### The input
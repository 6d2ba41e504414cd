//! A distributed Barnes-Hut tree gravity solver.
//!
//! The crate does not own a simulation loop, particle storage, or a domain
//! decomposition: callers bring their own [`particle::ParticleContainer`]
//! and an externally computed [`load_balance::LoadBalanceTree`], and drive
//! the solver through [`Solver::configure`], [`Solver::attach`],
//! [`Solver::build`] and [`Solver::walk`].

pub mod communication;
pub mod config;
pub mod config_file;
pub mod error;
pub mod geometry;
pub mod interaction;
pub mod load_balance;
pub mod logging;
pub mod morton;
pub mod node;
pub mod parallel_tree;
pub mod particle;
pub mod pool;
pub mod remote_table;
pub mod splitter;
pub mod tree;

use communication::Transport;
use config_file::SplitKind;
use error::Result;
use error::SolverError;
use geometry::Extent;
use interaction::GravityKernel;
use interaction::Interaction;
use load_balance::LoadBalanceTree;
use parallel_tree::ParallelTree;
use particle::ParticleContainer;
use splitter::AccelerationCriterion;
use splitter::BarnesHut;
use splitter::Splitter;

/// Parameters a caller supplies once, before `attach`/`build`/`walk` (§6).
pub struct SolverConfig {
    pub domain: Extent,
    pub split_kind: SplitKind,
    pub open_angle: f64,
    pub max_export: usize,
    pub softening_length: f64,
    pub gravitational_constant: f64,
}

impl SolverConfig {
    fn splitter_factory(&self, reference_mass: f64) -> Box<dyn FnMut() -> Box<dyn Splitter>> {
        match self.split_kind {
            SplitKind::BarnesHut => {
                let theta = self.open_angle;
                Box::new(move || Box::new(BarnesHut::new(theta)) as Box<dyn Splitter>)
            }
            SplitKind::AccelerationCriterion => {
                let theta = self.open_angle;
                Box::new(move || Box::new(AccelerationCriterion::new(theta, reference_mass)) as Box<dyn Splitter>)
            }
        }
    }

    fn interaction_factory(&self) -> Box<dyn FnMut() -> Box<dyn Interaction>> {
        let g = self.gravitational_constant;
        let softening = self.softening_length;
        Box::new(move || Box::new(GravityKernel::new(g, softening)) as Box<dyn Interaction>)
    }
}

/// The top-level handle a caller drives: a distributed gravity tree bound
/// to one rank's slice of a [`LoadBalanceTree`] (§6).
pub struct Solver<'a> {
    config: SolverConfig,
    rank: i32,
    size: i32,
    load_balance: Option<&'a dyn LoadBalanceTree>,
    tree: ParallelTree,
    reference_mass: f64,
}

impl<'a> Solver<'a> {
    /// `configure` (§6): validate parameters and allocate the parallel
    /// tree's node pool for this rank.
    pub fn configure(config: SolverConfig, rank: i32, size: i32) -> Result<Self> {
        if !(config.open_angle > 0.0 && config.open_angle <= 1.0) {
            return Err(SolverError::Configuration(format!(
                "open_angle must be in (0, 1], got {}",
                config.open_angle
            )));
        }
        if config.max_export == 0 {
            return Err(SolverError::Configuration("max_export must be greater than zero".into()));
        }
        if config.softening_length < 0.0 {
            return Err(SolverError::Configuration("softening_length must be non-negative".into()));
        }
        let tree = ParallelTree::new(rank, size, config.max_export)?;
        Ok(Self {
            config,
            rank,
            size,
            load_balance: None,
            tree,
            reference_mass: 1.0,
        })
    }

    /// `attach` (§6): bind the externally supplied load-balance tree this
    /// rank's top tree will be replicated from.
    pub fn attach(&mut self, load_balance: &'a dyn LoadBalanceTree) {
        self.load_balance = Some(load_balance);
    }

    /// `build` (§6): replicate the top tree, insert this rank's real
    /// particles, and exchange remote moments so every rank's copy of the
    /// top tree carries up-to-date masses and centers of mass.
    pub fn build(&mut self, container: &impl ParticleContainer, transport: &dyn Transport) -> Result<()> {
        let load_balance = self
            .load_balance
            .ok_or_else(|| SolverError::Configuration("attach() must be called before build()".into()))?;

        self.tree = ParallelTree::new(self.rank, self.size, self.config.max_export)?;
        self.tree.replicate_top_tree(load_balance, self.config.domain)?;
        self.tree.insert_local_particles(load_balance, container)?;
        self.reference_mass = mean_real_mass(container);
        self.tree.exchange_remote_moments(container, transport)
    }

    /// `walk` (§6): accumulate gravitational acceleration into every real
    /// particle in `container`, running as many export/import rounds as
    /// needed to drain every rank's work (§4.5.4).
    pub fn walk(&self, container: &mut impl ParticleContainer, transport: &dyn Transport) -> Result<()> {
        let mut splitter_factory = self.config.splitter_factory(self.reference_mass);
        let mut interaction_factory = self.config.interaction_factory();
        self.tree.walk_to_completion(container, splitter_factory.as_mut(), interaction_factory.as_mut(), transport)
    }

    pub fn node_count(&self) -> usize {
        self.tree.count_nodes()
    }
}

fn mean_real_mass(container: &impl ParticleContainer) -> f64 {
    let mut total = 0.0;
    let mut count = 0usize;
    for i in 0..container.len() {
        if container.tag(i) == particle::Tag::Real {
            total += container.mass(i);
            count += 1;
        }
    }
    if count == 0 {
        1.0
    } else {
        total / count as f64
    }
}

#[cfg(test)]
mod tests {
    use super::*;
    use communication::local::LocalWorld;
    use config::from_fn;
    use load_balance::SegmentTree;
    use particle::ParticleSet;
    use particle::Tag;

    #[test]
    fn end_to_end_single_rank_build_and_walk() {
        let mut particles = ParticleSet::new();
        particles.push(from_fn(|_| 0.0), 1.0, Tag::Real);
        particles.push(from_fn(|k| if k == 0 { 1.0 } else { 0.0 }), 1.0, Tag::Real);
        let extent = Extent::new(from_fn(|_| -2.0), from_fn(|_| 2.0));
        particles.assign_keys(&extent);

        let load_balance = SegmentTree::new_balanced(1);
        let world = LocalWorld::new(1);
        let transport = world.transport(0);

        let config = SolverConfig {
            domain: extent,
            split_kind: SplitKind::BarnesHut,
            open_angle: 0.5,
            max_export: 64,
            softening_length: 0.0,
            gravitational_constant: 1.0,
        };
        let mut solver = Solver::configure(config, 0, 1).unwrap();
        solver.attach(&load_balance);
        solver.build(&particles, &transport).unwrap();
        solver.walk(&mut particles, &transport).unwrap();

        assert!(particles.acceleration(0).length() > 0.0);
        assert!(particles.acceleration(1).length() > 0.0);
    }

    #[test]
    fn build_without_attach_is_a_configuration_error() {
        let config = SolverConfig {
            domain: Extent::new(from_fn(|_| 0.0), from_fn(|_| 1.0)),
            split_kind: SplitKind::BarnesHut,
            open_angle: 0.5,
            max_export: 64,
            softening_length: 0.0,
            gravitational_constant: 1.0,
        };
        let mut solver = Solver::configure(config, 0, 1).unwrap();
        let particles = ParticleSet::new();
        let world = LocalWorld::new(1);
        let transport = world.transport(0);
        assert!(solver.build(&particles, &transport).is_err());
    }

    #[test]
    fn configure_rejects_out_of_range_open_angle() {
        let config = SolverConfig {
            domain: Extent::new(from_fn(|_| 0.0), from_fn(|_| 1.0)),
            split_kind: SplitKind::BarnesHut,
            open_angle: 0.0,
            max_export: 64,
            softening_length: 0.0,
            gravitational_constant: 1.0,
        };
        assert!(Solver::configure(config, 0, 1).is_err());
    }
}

### Assignment
Please copy each entry. Leave nothing out.

### Finished task
repository 6d2ba41e504414cd
//! A distributed Barnes-Hut tree gravity solver.
//!
//! The crate does not own a simulation loop, particle storage, or a domain
//! decomposition: callers bring their own [`particle::ParticleContainer`]
//! and an externally computed [`load_balance::LoadBalanceTree`], and drive
//! the solver through [`Solver::configure`], [`Solver::attach`],
//! [`Solver::build`] and [`Solver::walk`].

pub mod communication;
pub mod config;
pub mod config_file;
pub mod error;
pub mod geometry;
pub mod interaction;
pub mod load_balance;
pub mod logging;
pub mod morton;
pub mod node;
pub mod parallel_tree;
pub mod particle;
pub mod pool;
pub mod remote_table;
pub mod splitter;
pub mod tree;

use communication::Transport;
use config_file::SplitKind;
use error::Result;
use error::SolverError;
use geometry::Extent;
use interaction::GravityKernel;
use interaction::Interaction;
use load_balance::LoadBalanceTree;
use parallel_tree::ParallelTree;
use particle::ParticleContainer;
use splitter::AccelerationCriterion;
use splitter::BarnesHut;
use splitter::Splitter;

/// Parameters a caller supplies once, before `attach`/`build`/`walk` (§6).
pub struct SolverConfig {
    pub domain: Extent,
    pub split_kind: SplitKind,
    pub open_angle: f64,
    pub max_export: usize,
    pub softening_length: f64,
    pub gravitational_constant: f64,
}

impl SolverConfig {
    fn splitter_factory(&self, reference_mass: f64) -> Box<dyn FnMut() -> Box<dyn Splitter>> {
        match self.split_kind {
            SplitKind::BarnesHut => {
                let theta = self.open_angle;
                Box::new(move || Box::new(BarnesHut::new(theta)) as Box<dyn Splitter>)
            }
            SplitKind::AccelerationCriterion => {
                let theta = self.open_angle;
                Box::new(move || Box::new(AccelerationCriterion::new(theta, reference_mass)) as Box<dyn Splitter>)
            }
        }
    }

    fn interaction_factory(&self) -> Box<dyn FnMut() -> Box<dyn Interaction>> {
        let g = self.gravitational_constant;
        let softening = self.softening_length;
        Box::new(move || Box::new(GravityKernel::new(g, softening)) as Box<dyn Interaction>)
    }
}

/// The top-level handle a caller drives: a distributed gravity tree bound
/// to one rank's slice of a [`LoadBalanceTree`] (§6).
pub struct Solver<'a> {
    config: SolverConfig,
    rank: i32,
    size: i32,
    load_balance: Option<&'a dyn LoadBalanceTree>,
    tree: ParallelTree,
    reference_mass: f64,
}

impl<'a> Solver<'a> {
    /// `configure` (§6): validate parameters and allocate the parallel
    /// tree's node pool for this rank.
    pub fn configure(config: SolverConfig, rank: i32, size: i32) -> Result<Self> {
        if !(config.open_angle > 0.0 && config.open_angle <= 1.0) {
            return Err(SolverError::Configuration(format!(
                "open_angle must be in (0, 1], got {}",
                config.open_angle
            )));
        }
        if config.max_export == 0 {
            return Err(SolverError::Configuration("max_export must be greater than zero".into()));
        }
        if config.softening_length < 0.0 {
            return Err(SolverError::Configuration("softening_length must be non-negative".into()));
        }
        let tree = ParallelTree::new(rank, size, config.max_export)?;
        Ok(Self {
            config,
            rank,
            size,
            load_balance: None,
            tree,
            reference_mass: 1.0,
        })
    }

    /// `attach` (§6): bind the externally supplied load-balance tree this
    /// rank's top tree will be replicated from.
    pub fn attach(&mut self, load_balance: &'a dyn LoadBalanceTree) {
        self.load_balance = Some(load_balance);
    }

    /// `build` (§6): replicate the top tree, insert this rank's real
    /// particles, and exchange remote moments so every rank's copy of the
    /// top tree carries up-to-date masses and centers of mass.
    pub fn build(&mut self, container: &impl ParticleContainer, transport: &dyn Transport) -> Result<()> {
        let load_balance = self
            .load_balance
            .ok_or_else(|| SolverError::Configuration("attach() must be called before build()".into()))?;

        self.tree = ParallelTree::new(self.rank, self.size, self.config.max_export)?;
        self.tree.replicate_top_tree(load_balance, self.config.domain)?;
        self.tree.insert_local_particles(load_balance, container)?;
        self.reference_mass = mean_real_mass(container);
        self.tree.exchange_remote_moments(container, transport)
    }

    /// `walk` (§6): accumulate gravitational acceleration into every real
    /// particle in `container`, running as many export/import rounds as
    /// needed to drain every rank's work (§4.5.4).
    pub fn walk(&self, container: &mut impl ParticleContainer, transport: &dyn Transport) -> Result<()> {
        let mut splitter_factory = self.config.splitter_factory(self.reference_mass);
        let mut interaction_factory = self.config.interaction_factory();
        self.tree.walk_to_completion(container, splitter_factory.as_mut(), interaction_factory.as_mut(), transport)
    }

    pub fn node_count(&self) -> usize {
        self.tree.count_nodes()
    }
}

fn mean_real_mass(container: &impl ParticleContainer) -> f64 {
    let mut total = 0.0;
    let mut count = 0usize;
    for i in 0..container.len() {
        if container.tag(i) == particle::Tag::Real {
            total += container.mass(i);
            count += 1;
        }
    }
    if count == 0 {
        1.0
    } else {
        total / count as f64
    }
}

#[cfg(test)]
mod tests {
    use super::*;
    use communication::local::LocalWorld;
    use config::from_fn;
    use load_balance::SegmentTree;
    use particle::ParticleSet;
    use particle::Tag;

    #[test]
    fn end_to_end_single_rank_build_and_walk() {
        let mut particles = ParticleSet::new();
        particles.push(from_fn(|_| 0.0), 1.0, Tag::Real);
        particles.push(from_fn(|k| if k == 0 { 1.0 } else { 0.0 }), 1.0, Tag::Real);
        let extent = Extent::new(from_fn(|_| -2.0), from_fn(|_| 2.0));
        particles.assign_keys(&extent);

        let load_balance = SegmentTree::new_balanced(1);
        let world = LocalWorld::new(1);
        let transport = world.transport(0);

        let config = SolverConfig {
            domain: extent,
            split_kind: SplitKind::BarnesHut,
            open_angle: 0.5,
            max_export: 64,
            softening_length: 0.0,
            gravitational_constant: 1.0,
        };
        let mut solver = Solver::configure(config, 0, 1).unwrap();
        solver.attach(&load_balance);
        solver.build(&particles, &transport).unwrap();
        solver.walk(&mut particles, &transport).unwrap();

        assert!(particles.acceleration(0).length() > 0.0);
        assert!(particles.acceleration(1).length() > 0.0);
    }

    #[test]
    fn build_without_attach_is_a_configuration_error() {
        let config = SolverConfig {
            domain: Extent::new(from_fn(|_| 0.0), from_fn(|_| 1.0)),
            split_kind: SplitKind::BarnesHut,
            open_angle: 0.5,
            max_export: 64,
            softening_length: 0.0,
            gravitational_constant: 1.0,
        };
        let mut solver = Solver::configure(config, 0, 1).unwrap();
        let particles = ParticleSet::new();
        let world = LocalWorld::new(1);
        let transport = world.transport(0);
        assert!(solver.build(&particles, &transport).is_err());
    }

    #[test]
    fn configure_rejects_out_of_range_open_angle() {
        let config = SolverConfig {
            domain: Extent::new(from_fn(|_| 0.0), from_fn(|_| 1.0)),
            split_kind: SplitKind::BarnesHut,
            open_angle: 0.0,
            max_export: 64,
            softening_length: 0.0,
            gravitational_constant: 1.0,
        };
        assert!(Solver::configure(config, 0, 1).is_err());
    }
}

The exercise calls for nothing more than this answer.